╭─ Information supplied

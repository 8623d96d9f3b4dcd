use std::time::Duration;

/// Resource limits for query algebra evaluation
///
/// # Example
///
/// ```
/// use sparexec::QueryExecutionLimits;
/// use std::time::Duration;
///
/// // Create strict limits for public endpoints
/// let limits = QueryExecutionLimits::strict();
///
/// // Or create custom limits
/// let custom = QueryExecutionLimits {
///     timeout: Some(Duration::from_secs(10)),
///     max_groups: Some(5_000),
///     ..QueryExecutionLimits::default()
/// };
/// assert_eq!(limits.max_groups, Some(100));
/// assert_eq!(custom.max_property_path_depth, Some(1_000));
/// ```
#[derive(Clone, Debug, PartialEq, Eq)]
pub struct QueryExecutionLimits {
    /// Global evaluation timeout
    ///
    /// Combined with the per-query timeout given to [`QueryEvaluator::start_with_timeout`](crate::QueryEvaluator::start_with_timeout):
    /// the smaller non-zero value of the two applies.
    /// Default: 30 seconds
    pub timeout: Option<Duration>,

    /// Maximum number of groups in a grouping
    ///
    /// Default: 1,000 groups
    pub max_groups: Option<usize>,

    /// Maximum repetition depth for property paths
    ///
    /// Caps the number of steps of `{m,n}`, `+` and `*` paths. A repetition reaching a deeper step
    /// fails with [`QueryEvaluationError::PropertyPathTooLong`](crate::QueryEvaluationError::PropertyPathTooLong).
    /// For `+` and `*` the step of a node is its shortest distance from the start.
    /// Default: 1,000 levels
    pub max_property_path_depth: Option<usize>,
}

impl Default for QueryExecutionLimits {
    fn default() -> Self {
        Self {
            timeout: Some(Duration::from_secs(30)),
            max_groups: Some(1_000),
            max_property_path_depth: Some(1_000),
        }
    }
}

impl QueryExecutionLimits {
    /// Creates a new instance with default limits
    #[inline]
    #[must_use]
    pub fn new() -> Self {
        Self::default()
    }

    /// Creates strict limits suitable for public endpoints
    ///
    /// - Timeout: 5 seconds
    /// - Max groups: 100
    /// - Max property path depth: 100
    #[must_use]
    pub fn strict() -> Self {
        Self {
            timeout: Some(Duration::from_secs(5)),
            max_groups: Some(100),
            max_property_path_depth: Some(100),
        }
    }

    /// Creates permissive limits suitable for trusted internal queries
    ///
    /// - Timeout: 5 minutes
    /// - Max groups: 10,000
    /// - Max property path depth: 10,000
    #[must_use]
    pub fn permissive() -> Self {
        Self {
            timeout: Some(Duration::from_secs(300)),
            max_groups: Some(10_000),
            max_property_path_depth: Some(10_000),
        }
    }

    /// Disables all limits (no restrictions)
    ///
    /// Use with caution - only for trusted queries or local development.
    #[must_use]
    pub fn unlimited() -> Self {
        Self {
            timeout: None,
            max_groups: None,
            max_property_path_depth: None,
        }
    }
}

╰─

Task objective:
I need each line of the entries that holds the string "trusted" located and copied.

Answer to the problem:
    /// Creates permissive limits suitable for trusted internal queries
    /// Use with caution - only for trusted queries or local development.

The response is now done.